AIM OF THE TASK
All of the data is to be set down again without any alteration.

"""

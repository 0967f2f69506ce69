// Copyright 2014-2015 The Rust Project Developers. See the COPYRIGHT
// file at the top-level directory of this distribution and at
// http://rust-lang.org/COPYRIGHT.
//
// Licensed under the Apache License, Version 2.0 <LICENSE-APACHE or
// http://www.apache.org/licenses/LICENSE-2.0> or the MIT license
// <LICENSE-MIT or http://opensource.org/licenses/MIT>, at your
// option. This file may not be copied, modified, or distributed
// except according to those terms.

use std::error;
use std::fmt;

/// An error that occurred during compilation of a regular expression.
///
/// Searching never fails. Every budget a search can exhaust at run time
/// (DFA state cache, backtracker bitmap, anti-quadratic guards) degrades to
/// another matching engine instead of surfacing an error.
#[derive(Clone, Debug, PartialEq)]
pub enum Error {
    /// A syntax error in the pattern, as reported by the parser. The string
    /// is the parser's own rendering, which includes the offending span.
    Syntax(String),
    /// The compiled program exceeded the configured size limit. The limit
    /// (in bytes) is included.
    CompiledTooBig(usize),
    /// A configuration value was out of range.
    Config(String),
}

impl fmt::Display for Error {
    fn fmt(&self, f: &mut fmt::Formatter) -> fmt::Result {
        match *self {
            Error::Syntax(ref err) => err.fmt(f),
            Error::CompiledTooBig(limit) => {
                write!(f, "regexp: compiled program exceeds size limit of {} bytes", limit)
            }
            Error::Config(ref msg) => write!(f, "regexp: invalid configuration: {}", msg),
        }
    }
}

impl error::Error for Error {}

impl From<regex_syntax::Error> for Error {
    fn from(err: regex_syntax::Error) -> Error {
        Error::Syntax(err.to_string())
    }
}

"""

TASK ANSWER
repository 0967f2f69506ce69
// Copyright 2014-2015 The Rust Project Developers. See the COPYRIGHT
// file at the top-level directory of this distribution and at
// http://rust-lang.org/COPYRIGHT.
//
// Licensed under the Apache License, Version 2.0 <LICENSE-APACHE or
// http://www.apache.org/licenses/LICENSE-2.0> or the MIT license
// <LICENSE-MIT or http://opensource.org/licenses/MIT>, at your
// option. This file may not be copied, modified, or distributed
// except according to those terms.

use std::error;
use std::fmt;

/// An error that occurred during compilation of a regular expression.
///
/// Searching never fails. Every budget a search can exhaust at run time
/// (DFA state cache, backtracker bitmap, anti-quadratic guards) degrades to
/// another matching engine instead of surfacing an error.
#[derive(Clone, Debug, PartialEq)]
pub enum Error {
    /// A syntax error in the pattern, as reported by the parser. The string
    /// is the parser's own rendering, which includes the offending span.
    Syntax(String),
    /// The compiled program exceeded the configured size limit. The limit
    /// (in bytes) is included.
    CompiledTooBig(usize),
    /// A configuration value was out of range.
    Config(String),
}

impl fmt::Display for Error {
    fn fmt(&self, f: &mut fmt::Formatter) -> fmt::Result {
        match *self {
            Error::Syntax(ref err) => err.fmt(f),
            Error::CompiledTooBig(limit) => {
                write!(f, "regexp: compiled program exceeds size limit of {} bytes", limit)
            }
            Error::Config(ref msg) => write!(f, "regexp: invalid configuration: {}", msg),
        }
    }
}

impl error::Error for Error {}

impl From<regex_syntax::Error> for Error {
    fn from(err: regex_syntax::Error) -> Error {
        Error::Syntax(err.to_string())
    }
}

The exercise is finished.